### PROVIDED DATA
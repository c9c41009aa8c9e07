use rand::Rng;
use std::ops;

#[derive(Debug, Copy, Clone, PartialEq)]
pub struct Vec3 {
    pub x: f64,
    pub y: f64,
    pub z: f64,
}

impl From<[f64; 3]> for Vec3 {
    #[inline(always)]
    fn from(value: [f64; 3]) -> Self {
        Vec3::new(value[0], value[1], value[2])
    }
}

impl ops::Add<Vec3> for Vec3 {
    type Output = Self;

    #[inline(always)]
    fn add(self, rhs: Vec3) -> Self::Output {
        Vec3 {
            x: self.x + rhs.x,
            y: self.y + rhs.y,
            z: self.z + rhs.z,
        }
    }
}

impl ops::Sub<Vec3> for Vec3 {
    type Output = Self;

    #[inline(always)]
    fn sub(self, rhs: Vec3) -> Self::Output {
        Vec3 {
            x: self.x - rhs.x,
            y: self.y - rhs.y,
            z: self.z - rhs.z,
        }
    }
}

impl ops::Neg for Vec3 {
    type Output = Self;

    #[inline(always)]
    fn neg(self) -> Self::Output {
        Vec3::new(-self.x, -self.y, -self.z)
    }
}

impl ops::Mul<f64> for Vec3 {
    type Output = Self;

    #[inline(always)]
    fn mul(self, rhs: f64) -> Self::Output {
        Vec3 {
            x: self.x * rhs,
            y: self.y * rhs,
            z: self.z * rhs,
        }
    }
}

impl ops::Mul<Vec3> for f64 {
    type Output = Vec3;

    #[inline(always)]
    fn mul(self, rhs: Vec3) -> Self::Output {
        rhs * self
    }
}

impl ops::Div<f64> for Vec3 {
    type Output = Self;

    #[inline(always)]
    fn div(self, rhs: f64) -> Self::Output {
        Vec3 {
            x: self.x / rhs,
            y: self.y / rhs,
            z: self.z / rhs,
        }
    }
}

impl Vec3 {
    #[inline(always)]
    pub fn zero() -> Vec3 {
        Vec3::new(0.0, 0.0, 0.0)
    }

    #[inline(always)]
    pub fn new(x: f64, y: f64, z: f64) -> Vec3 {
        Vec3 { x, y, z }
    }

    /// Vector with every component drawn from a normal distribution N(0, stddev²).
    pub fn gaussian<R: Rng + ?Sized>(rng: &mut R, stddev: f64) -> Vec3 {
        Vec3::new(
            standard_normal(rng) * stddev,
            standard_normal(rng) * stddev,
            standard_normal(rng) * stddev,
        )
    }

    #[inline(always)]
    pub fn reflect(self, axis: Vec3) -> Vec3 {
        // mirror the vector around the axis, which must be unit length
        self - axis * 2.0 * self.dot(axis)
    }

    #[inline(always)]
    pub fn dot(&self, other: Vec3) -> f64 {
        self.x * other.x + self.y * other.y + self.z * other.z
    }

    #[inline(always)]
    pub fn cross(self, other: Vec3) -> Vec3 {
        Vec3::new(
            self.y * other.z - self.z * other.y,
            self.z * other.x - self.x * other.z,
            self.x * other.y - self.y * other.x,
        )
    }

    #[inline(always)]
    pub fn distance(self, other: Vec3) -> f64 {
        (self - other).len()
    }

    #[inline(always)]
    pub fn squared_len(self) -> f64 {
        self.dot(self)
    }

    #[inline(always)]
    pub fn len(self) -> f64 {
        self.squared_len().sqrt()
    }

    #[inline(always)]
    pub fn is_finite(self) -> bool {
        self.x.is_finite() && self.y.is_finite() && self.z.is_finite()
    }

    /// Unit vector with the same direction, `None` for zero or non finite vectors.
    #[inline(always)]
    pub fn try_normalize(&self) -> Option<Vec3> {
        let len = self.len();
        if len > 0.0 && len.is_finite() {
            Some(*self / len)
        } else {
            None
        }
    }
}

// Box-Muller transform, one sample per call
fn standard_normal<R: Rng + ?Sized>(rng: &mut R) -> f64 {
    // 1 - [0, 1) keeps u1 away from zero so the logarithm stays finite
    let u1: f64 = 1.0 - rng.gen::<f64>();
    let u2: f64 = rng.gen::<f64>();
    (-2.0 * u1.ln()).sqrt() * (2.0 * std::f64::consts::PI * u2).cos()
}

#[cfg(test)]
mod tests {
    use super::*;
    use rand::rngs::StdRng;
    use rand::SeedableRng;

    #[test]
    fn test_try_normalize() {
        let v = Vec3::new(3.0, 0.0, 4.0).try_normalize().unwrap();
        assert!((v.len() - 1.0).abs() < 1e-12);
        assert!((v.x - 0.6).abs() < 1e-12);
        assert!(Vec3::zero().try_normalize().is_none());
        assert!(Vec3::new(f64::NAN, 0.0, 1.0).try_normalize().is_none());
    }

    #[test]
    fn test_reflect() {
        let incident = Vec3::new(1.0, -1.0, 0.0);
        let reflected = incident.reflect(Vec3::new(0.0, 1.0, 0.0));
        assert_eq!(reflected, Vec3::new(1.0, 1.0, 0.0));
    }

    #[test]
    fn test_cross_is_right_handed() {
        let x = Vec3::new(1.0, 0.0, 0.0);
        let y = Vec3::new(0.0, 1.0, 0.0);
        assert_eq!(x.cross(y), Vec3::new(0.0, 0.0, 1.0));
    }

    #[test]
    fn test_gaussian_statistics() {
        let mut rng = StdRng::seed_from_u64(7);
        let samples = 20_000;
        let mut sum = 0.0;
        let mut sum_sq = 0.0;
        for _ in 0..samples {
            let v = Vec3::gaussian(&mut rng, 0.5);
            assert!(v.is_finite());
            for c in [v.x, v.y, v.z] {
                sum += c;
                sum_sq += c * c;
            }
        }
        let n = (samples * 3) as f64;
        let mean = sum / n;
        let stddev = (sum_sq / n - mean * mean).sqrt();
        assert!(mean.abs() < 0.02, "mean {}", mean);
        assert!((stddev - 0.5).abs() < 0.02, "stddev {}", stddev);
    }
}
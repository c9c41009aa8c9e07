use rand::Rng;

use super::color::LinearColor;
use super::math::{Ray, Vec3};

/// Hits closer than this to the ray origin are ignored, otherwise secondary
/// rays would collide with the surface they start from.
pub const EPSILON: f64 = 1e-6;

#[derive(Debug, Clone, Copy, PartialEq)]
pub struct Material {
    pub color: LinearColor,
    /// mix factor between the direct light and the mirror reflection
    pub shininess: f64,
    // stored for scene files that set it, no shading uses it yet
    pub transparency: f64,
    /// standard deviation of the noise added to the surface normal
    pub roughness: f64,
}

impl Default for Material {
    fn default() -> Self {
        Material {
            color: LinearColor::WHITE,
            shininess: 0.0,
            transparency: 0.0,
            roughness: 0.0,
        }
    }
}

#[derive(Debug, Clone, Copy, PartialEq)]
pub enum Solid {
    Sphere { center: Vec3, radius: f64 },
}

#[derive(Debug, Clone, Copy, PartialEq)]
pub struct SceneObject {
    pub solid: Solid,
    pub material: Material,
}

pub struct RaycastResult<'a> {
    pub hitted_object: &'a SceneObject,
    pub t: f64,
    pub hit_point: Vec3,
}

impl SceneObject {
    pub fn sphere(center: Vec3, radius: f64, material: Material) -> SceneObject {
        SceneObject {
            solid: Solid::Sphere { center, radius },
            material,
        }
    }

    /// Distance along the ray to the surface, `None` when the ray misses.
    ///
    /// A ray starting inside the sphere reports the far intersection. An
    /// origin lying exactly on the surface counts as outside, and a tangent
    /// ray counts as a hit.
    pub fn intersection(&self, ray: &Ray) -> Option<f64> {
        match self.solid {
            Solid::Sphere { center, radius } => {
                let r2 = radius * radius;
                let oc = center - ray.origin();
                let is_inside = oc.squared_len() < r2;
                // the direction is unit length so this is already a distance
                let t_c = oc.dot(ray.direction());
                if !is_inside && t_c < 0.0 {
                    return None;
                }
                let d2 = (ray.at(t_c) - center).squared_len();
                if !is_inside && d2 > r2 {
                    return None;
                }
                let t_offset = (r2 - d2).max(0.0).sqrt();
                if is_inside {
                    Some(t_c + t_offset)
                } else {
                    Some(t_c - t_offset)
                }
            }
        }
    }

    /// Outward unit normal at `point`, perturbed by the material roughness.
    pub fn normal_at<R: Rng + ?Sized>(&self, point: Vec3, rng: &mut R) -> Vec3 {
        let normal = match self.solid {
            Solid::Sphere { center, radius } => (point - center) / radius,
        };
        let normal = normal.try_normalize().unwrap_or(normal);
        let roughness = self.material.roughness;
        if roughness <= 0.0 {
            return normal;
        }
        (normal + Vec3::gaussian(rng, roughness))
            .try_normalize()
            .unwrap_or(normal)
    }
}

/// Nearest object hit by the ray. Objects are scanned in order and the first
/// one wins when two are at the same distance.
pub fn hit<'a>(objects: &'a [SceneObject], ray: &Ray) -> Option<RaycastResult<'a>> {
    let mut closest_t = f64::INFINITY;
    let mut closest_object = None;
    for object in objects {
        if let Some(t) = object.intersection(ray) {
            // avoid t too small (shadow acne)
            if t <= EPSILON {
                continue;
            }
            if t < closest_t {
                closest_t = t;
                closest_object = Some(object);
            }
        }
    }

    closest_object.map(|object| RaycastResult {
        hitted_object: object,
        t: closest_t,
        hit_point: ray.at(closest_t),
    })
}

/// True when some object lies on the ray before `max_distance`.
pub fn is_occluded(objects: &[SceneObject], ray: &Ray, max_distance: f64) -> bool {
    objects.iter().any(|object| {
        object
            .intersection(ray)
            .is_some_and(|t| t > EPSILON && t < max_distance)
    })
}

### ASSIGNMENT
Restate the entries above word for word, beginning with their first line and ending with the line holding "fn mul(self, rhs: f64)"; omit everything else.

### REPLY
repository c9c41009aa8c9e07
use rand::Rng;
use std::ops;

#[derive(Debug, Copy, Clone, PartialEq)]
pub struct Vec3 {
    pub x: f64,
    pub y: f64,
    pub z: f64,
}

impl From<[f64; 3]> for Vec3 {
    #[inline(always)]
    fn from(value: [f64; 3]) -> Self {
        Vec3::new(value[0], value[1], value[2])
    }
}

impl ops::Add<Vec3> for Vec3 {
    type Output = Self;

    #[inline(always)]
    fn add(self, rhs: Vec3) -> Self::Output {
        Vec3 {
            x: self.x + rhs.x,
            y: self.y + rhs.y,
            z: self.z + rhs.z,
        }
    }
}

impl ops::Sub<Vec3> for Vec3 {
    type Output = Self;

    #[inline(always)]
    fn sub(self, rhs: Vec3) -> Self::Output {
        Vec3 {
            x: self.x - rhs.x,
            y: self.y - rhs.y,
            z: self.z - rhs.z,
        }
    }
}

impl ops::Neg for Vec3 {
    type Output = Self;

    #[inline(always)]
    fn neg(self) -> Self::Output {
        Vec3::new(-self.x, -self.y, -self.z)
    }
}

impl ops::Mul<f64> for Vec3 {
    type Output = Self;

    #[inline(always)]
    fn mul(self, rhs: f64) -> Self::Output {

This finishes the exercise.